Dataset excerpts:

[Start of Attachment]

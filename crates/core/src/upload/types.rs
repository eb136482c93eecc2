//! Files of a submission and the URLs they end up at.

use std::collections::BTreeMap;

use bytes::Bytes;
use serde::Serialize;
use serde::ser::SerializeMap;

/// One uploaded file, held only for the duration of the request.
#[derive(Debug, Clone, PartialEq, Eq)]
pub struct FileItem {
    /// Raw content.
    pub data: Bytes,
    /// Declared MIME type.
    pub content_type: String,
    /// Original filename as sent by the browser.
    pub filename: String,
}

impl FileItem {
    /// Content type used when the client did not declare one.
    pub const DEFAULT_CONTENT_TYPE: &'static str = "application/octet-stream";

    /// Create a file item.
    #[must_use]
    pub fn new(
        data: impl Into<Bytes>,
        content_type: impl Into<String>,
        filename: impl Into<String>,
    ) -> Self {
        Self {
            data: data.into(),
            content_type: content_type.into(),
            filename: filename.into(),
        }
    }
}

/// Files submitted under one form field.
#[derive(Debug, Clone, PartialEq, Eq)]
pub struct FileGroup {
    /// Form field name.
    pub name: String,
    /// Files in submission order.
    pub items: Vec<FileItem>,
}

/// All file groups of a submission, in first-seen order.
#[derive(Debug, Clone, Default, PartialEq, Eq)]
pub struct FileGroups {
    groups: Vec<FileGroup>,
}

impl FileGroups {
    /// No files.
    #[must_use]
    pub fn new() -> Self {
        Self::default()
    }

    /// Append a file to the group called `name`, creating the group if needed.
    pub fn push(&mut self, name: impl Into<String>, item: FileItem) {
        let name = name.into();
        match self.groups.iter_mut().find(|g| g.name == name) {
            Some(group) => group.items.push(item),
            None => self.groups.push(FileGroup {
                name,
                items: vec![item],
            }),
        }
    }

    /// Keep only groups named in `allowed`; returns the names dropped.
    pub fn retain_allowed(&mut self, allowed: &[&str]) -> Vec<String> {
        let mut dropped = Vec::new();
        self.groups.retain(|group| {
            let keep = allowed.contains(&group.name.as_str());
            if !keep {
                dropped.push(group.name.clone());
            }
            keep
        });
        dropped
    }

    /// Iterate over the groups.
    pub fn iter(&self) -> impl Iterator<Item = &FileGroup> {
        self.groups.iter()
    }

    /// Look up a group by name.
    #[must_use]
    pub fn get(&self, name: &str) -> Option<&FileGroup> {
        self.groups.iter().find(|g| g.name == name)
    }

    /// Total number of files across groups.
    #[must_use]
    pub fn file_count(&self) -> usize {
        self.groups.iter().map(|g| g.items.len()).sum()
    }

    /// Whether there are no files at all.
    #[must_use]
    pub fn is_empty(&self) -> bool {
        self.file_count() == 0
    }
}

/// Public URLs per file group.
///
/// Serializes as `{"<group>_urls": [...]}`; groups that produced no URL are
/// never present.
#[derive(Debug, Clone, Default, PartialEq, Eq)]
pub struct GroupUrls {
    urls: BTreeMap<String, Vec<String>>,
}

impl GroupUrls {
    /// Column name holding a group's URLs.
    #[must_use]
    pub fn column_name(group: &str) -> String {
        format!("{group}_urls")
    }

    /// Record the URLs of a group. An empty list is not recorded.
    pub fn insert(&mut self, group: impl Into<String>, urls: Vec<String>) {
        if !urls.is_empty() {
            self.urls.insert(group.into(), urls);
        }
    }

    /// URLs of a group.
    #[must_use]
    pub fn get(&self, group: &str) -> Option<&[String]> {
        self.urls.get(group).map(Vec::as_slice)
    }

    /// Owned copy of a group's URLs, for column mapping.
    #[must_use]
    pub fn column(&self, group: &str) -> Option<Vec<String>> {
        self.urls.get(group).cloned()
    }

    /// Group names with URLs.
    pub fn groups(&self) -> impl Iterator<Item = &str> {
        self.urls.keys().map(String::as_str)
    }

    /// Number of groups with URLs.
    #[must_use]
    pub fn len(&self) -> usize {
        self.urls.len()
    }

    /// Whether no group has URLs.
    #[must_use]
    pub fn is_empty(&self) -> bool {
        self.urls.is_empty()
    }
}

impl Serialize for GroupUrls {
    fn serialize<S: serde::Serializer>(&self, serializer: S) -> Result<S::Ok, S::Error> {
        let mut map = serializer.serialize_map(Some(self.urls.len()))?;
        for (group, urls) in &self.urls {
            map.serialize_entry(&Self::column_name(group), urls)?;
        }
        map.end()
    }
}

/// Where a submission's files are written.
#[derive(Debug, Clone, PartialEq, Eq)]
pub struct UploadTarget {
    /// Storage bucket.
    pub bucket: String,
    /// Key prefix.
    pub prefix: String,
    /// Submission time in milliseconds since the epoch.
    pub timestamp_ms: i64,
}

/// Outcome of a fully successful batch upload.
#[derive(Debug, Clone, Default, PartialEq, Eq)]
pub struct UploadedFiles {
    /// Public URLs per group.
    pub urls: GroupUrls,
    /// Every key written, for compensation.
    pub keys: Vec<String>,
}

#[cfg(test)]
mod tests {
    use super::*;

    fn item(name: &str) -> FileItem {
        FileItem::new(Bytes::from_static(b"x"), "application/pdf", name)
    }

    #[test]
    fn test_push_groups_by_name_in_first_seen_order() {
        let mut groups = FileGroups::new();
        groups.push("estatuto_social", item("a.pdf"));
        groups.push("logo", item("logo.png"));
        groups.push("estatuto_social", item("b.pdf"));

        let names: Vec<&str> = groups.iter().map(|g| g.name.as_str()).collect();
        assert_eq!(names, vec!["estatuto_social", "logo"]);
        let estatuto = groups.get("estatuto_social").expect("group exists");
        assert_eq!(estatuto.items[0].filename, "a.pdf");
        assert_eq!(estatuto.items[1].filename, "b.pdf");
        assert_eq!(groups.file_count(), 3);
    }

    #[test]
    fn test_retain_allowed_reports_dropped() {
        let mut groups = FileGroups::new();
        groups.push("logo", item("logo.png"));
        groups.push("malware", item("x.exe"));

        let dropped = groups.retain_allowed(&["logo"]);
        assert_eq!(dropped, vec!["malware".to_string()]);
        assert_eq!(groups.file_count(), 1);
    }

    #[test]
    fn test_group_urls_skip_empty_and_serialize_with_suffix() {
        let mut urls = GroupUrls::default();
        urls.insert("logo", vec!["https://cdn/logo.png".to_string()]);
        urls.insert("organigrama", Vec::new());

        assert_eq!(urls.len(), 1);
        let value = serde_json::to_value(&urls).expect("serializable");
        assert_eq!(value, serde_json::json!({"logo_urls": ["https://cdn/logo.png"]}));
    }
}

[End of Attachment]
[Start of Attachment]

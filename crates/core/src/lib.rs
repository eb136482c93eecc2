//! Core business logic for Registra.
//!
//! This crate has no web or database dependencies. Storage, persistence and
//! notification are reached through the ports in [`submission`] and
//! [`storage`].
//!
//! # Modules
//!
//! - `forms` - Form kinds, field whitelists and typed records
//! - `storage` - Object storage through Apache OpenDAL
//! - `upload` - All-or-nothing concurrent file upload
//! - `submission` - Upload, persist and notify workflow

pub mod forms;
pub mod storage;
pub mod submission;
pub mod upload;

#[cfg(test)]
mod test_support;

[End of Attachment]

Description of the task: Copy out the lines of the data where the word "crates" can be found.

Response to the exercise:
filename crates/core/src/upload/types.rs
filename crates/core/src/lib.rs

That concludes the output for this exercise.